● Provided records

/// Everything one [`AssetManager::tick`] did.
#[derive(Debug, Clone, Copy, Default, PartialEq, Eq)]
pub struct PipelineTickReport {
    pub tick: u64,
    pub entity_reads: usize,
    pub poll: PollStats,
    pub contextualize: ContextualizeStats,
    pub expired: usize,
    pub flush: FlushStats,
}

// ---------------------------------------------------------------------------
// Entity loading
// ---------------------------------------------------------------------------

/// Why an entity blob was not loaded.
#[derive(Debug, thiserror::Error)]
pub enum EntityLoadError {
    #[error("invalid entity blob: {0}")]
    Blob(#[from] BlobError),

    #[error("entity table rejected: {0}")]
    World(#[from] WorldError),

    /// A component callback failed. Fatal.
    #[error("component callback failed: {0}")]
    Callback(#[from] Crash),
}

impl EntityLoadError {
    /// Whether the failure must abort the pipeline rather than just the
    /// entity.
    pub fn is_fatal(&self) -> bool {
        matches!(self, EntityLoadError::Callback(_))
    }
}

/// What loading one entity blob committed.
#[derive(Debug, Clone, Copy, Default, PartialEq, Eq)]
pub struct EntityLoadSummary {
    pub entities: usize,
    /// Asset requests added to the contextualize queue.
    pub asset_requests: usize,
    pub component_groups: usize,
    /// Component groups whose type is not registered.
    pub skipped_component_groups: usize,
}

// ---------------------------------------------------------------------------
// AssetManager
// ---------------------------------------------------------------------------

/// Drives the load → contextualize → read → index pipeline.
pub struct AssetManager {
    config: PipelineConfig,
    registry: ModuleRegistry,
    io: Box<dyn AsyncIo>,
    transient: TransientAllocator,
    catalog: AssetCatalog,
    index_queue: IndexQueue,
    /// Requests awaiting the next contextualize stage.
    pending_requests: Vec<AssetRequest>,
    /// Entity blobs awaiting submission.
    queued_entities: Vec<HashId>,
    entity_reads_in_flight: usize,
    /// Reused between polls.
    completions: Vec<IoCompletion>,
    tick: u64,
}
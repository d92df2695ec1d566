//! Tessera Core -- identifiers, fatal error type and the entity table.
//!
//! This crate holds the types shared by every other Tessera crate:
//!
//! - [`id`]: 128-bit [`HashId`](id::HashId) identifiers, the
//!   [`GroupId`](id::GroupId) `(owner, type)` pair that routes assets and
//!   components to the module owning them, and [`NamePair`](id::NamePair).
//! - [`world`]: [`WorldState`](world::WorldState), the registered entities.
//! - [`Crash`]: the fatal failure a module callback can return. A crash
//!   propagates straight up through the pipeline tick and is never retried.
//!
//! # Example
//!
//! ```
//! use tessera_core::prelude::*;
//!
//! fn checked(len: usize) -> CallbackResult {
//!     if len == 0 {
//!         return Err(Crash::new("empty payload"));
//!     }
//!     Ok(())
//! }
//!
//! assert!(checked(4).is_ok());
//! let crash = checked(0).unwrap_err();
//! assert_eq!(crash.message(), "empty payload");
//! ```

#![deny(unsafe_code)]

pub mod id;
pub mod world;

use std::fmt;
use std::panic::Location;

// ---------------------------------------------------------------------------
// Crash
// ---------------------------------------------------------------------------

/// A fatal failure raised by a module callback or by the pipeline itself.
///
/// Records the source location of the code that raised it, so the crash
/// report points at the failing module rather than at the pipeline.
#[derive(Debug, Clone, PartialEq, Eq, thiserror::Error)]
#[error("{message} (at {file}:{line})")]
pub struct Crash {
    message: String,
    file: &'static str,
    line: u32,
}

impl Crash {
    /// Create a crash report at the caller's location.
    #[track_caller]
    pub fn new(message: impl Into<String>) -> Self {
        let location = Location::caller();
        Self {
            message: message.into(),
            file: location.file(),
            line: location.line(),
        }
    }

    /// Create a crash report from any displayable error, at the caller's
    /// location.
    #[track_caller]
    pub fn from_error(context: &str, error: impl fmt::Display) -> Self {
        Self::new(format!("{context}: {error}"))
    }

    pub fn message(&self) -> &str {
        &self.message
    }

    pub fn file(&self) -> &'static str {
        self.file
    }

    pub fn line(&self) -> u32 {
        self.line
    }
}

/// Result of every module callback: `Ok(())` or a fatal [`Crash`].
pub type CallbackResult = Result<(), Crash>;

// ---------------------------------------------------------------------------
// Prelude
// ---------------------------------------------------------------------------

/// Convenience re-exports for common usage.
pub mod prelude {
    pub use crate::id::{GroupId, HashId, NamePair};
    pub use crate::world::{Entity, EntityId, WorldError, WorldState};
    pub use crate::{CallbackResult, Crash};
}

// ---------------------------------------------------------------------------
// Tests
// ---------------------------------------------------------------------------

● Try it
An exact copy of the data, with every line intact, is the required answer.

● Answer to the problem
/// Everything one [`AssetManager::tick`] did.
#[derive(Debug, Clone, Copy, Default, PartialEq, Eq)]
pub struct PipelineTickReport {
    pub tick: u64,
    pub entity_reads: usize,
    pub poll: PollStats,
    pub contextualize: ContextualizeStats,
    pub expired: usize,
    pub flush: FlushStats,
}

// ---------------------------------------------------------------------------
// Entity loading
// ---------------------------------------------------------------------------

/// Why an entity blob was not loaded.
#[derive(Debug, thiserror::Error)]
pub enum EntityLoadError {
    #[error("invalid entity blob: {0}")]
    Blob(#[from] BlobError),

    #[error("entity table rejected: {0}")]
    World(#[from] WorldError),

    /// A component callback failed. Fatal.
    #[error("component callback failed: {0}")]
    Callback(#[from] Crash),
}

impl EntityLoadError {
    /// Whether the failure must abort the pipeline rather than just the
    /// entity.
    pub fn is_fatal(&self) -> bool {
        matches!(self, EntityLoadError::Callback(_))
    }
}

/// What loading one entity blob committed.
#[derive(Debug, Clone, Copy, Default, PartialEq, Eq)]
pub struct EntityLoadSummary {
    pub entities: usize,
    /// Asset requests added to the contextualize queue.
    pub asset_requests: usize,
    pub component_groups: usize,
    /// Component groups whose type is not registered.
    pub skipped_component_groups: usize,
}

// ---------------------------------------------------------------------------
// AssetManager
// ---------------------------------------------------------------------------

/// Drives the load → contextualize → read → index pipeline.
pub struct AssetManager {
    config: PipelineConfig,
    registry: ModuleRegistry,
    io: Box<dyn AsyncIo>,
    transient: TransientAllocator,
    catalog: AssetCatalog,
    index_queue: IndexQueue,
    /// Requests awaiting the next contextualize stage.
    pending_requests: Vec<AssetRequest>,
    /// Entity blobs awaiting submission.
    queued_entities: Vec<HashId>,
    entity_reads_in_flight: usize,
    /// Reused between polls.
    completions: Vec<IoCompletion>,
    tick: u64,
}
repository d92df2695ec1d566
//! Tessera Core -- identifiers, fatal error type and the entity table.
//!
//! This crate holds the types shared by every other Tessera crate:
//!
//! - [`id`]: 128-bit [`HashId`](id::HashId) identifiers, the
//!   [`GroupId`](id::GroupId) `(owner, type)` pair that routes assets and
//!   components to the module owning them, and [`NamePair`](id::NamePair).
//! - [`world`]: [`WorldState`](world::WorldState), the registered entities.
//! - [`Crash`]: the fatal failure a module callback can return. A crash
//!   propagates straight up through the pipeline tick and is never retried.
//!
//! # Example
//!
//! ```
//! use tessera_core::prelude::*;
//!
//! fn checked(len: usize) -> CallbackResult {
//!     if len == 0 {
//!         return Err(Crash::new("empty payload"));
//!     }
//!     Ok(())
//! }
//!
//! assert!(checked(4).is_ok());
//! let crash = checked(0).unwrap_err();
//! assert_eq!(crash.message(), "empty payload");
//! ```

#![deny(unsafe_code)]

pub mod id;
pub mod world;

use std::fmt;
use std::panic::Location;

// ---------------------------------------------------------------------------
// Crash
// ---------------------------------------------------------------------------

/// A fatal failure raised by a module callback or by the pipeline itself.
///
/// Records the source location of the code that raised it, so the crash
/// report points at the failing module rather than at the pipeline.
#[derive(Debug, Clone, PartialEq, Eq, thiserror::Error)]
#[error("{message} (at {file}:{line})")]
pub struct Crash {
    message: String,
    file: &'static str,
    line: u32,
}

impl Crash {
    /// Create a crash report at the caller's location.
    #[track_caller]
    pub fn new(message: impl Into<String>) -> Self {
        let location = Location::caller();
        Self {
            message: message.into(),
            file: location.file(),
            line: location.line(),
        }
    }

    /// Create a crash report from any displayable error, at the caller's
    /// location.
    #[track_caller]
    pub fn from_error(context: &str, error: impl fmt::Display) -> Self {
        Self::new(format!("{context}: {error}"))
    }

    pub fn message(&self) -> &str {
        &self.message
    }

    pub fn file(&self) -> &'static str {
        self.file
    }

    pub fn line(&self) -> u32 {
        self.line
    }
}

/// Result of every module callback: `Ok(())` or a fatal [`Crash`].
pub type CallbackResult = Result<(), Crash>;

// ---------------------------------------------------------------------------
// Prelude
// ---------------------------------------------------------------------------

/// Convenience re-exports for common usage.
pub mod prelude {
    pub use crate::id::{GroupId, HashId, NamePair};
    pub use crate::world::{Entity, EntityId, WorldError, WorldState};
    pub use crate::{CallbackResult, Crash};
}

// ---------------------------------------------------------------------------
// Tests
// ---------------------------------------------------------------------------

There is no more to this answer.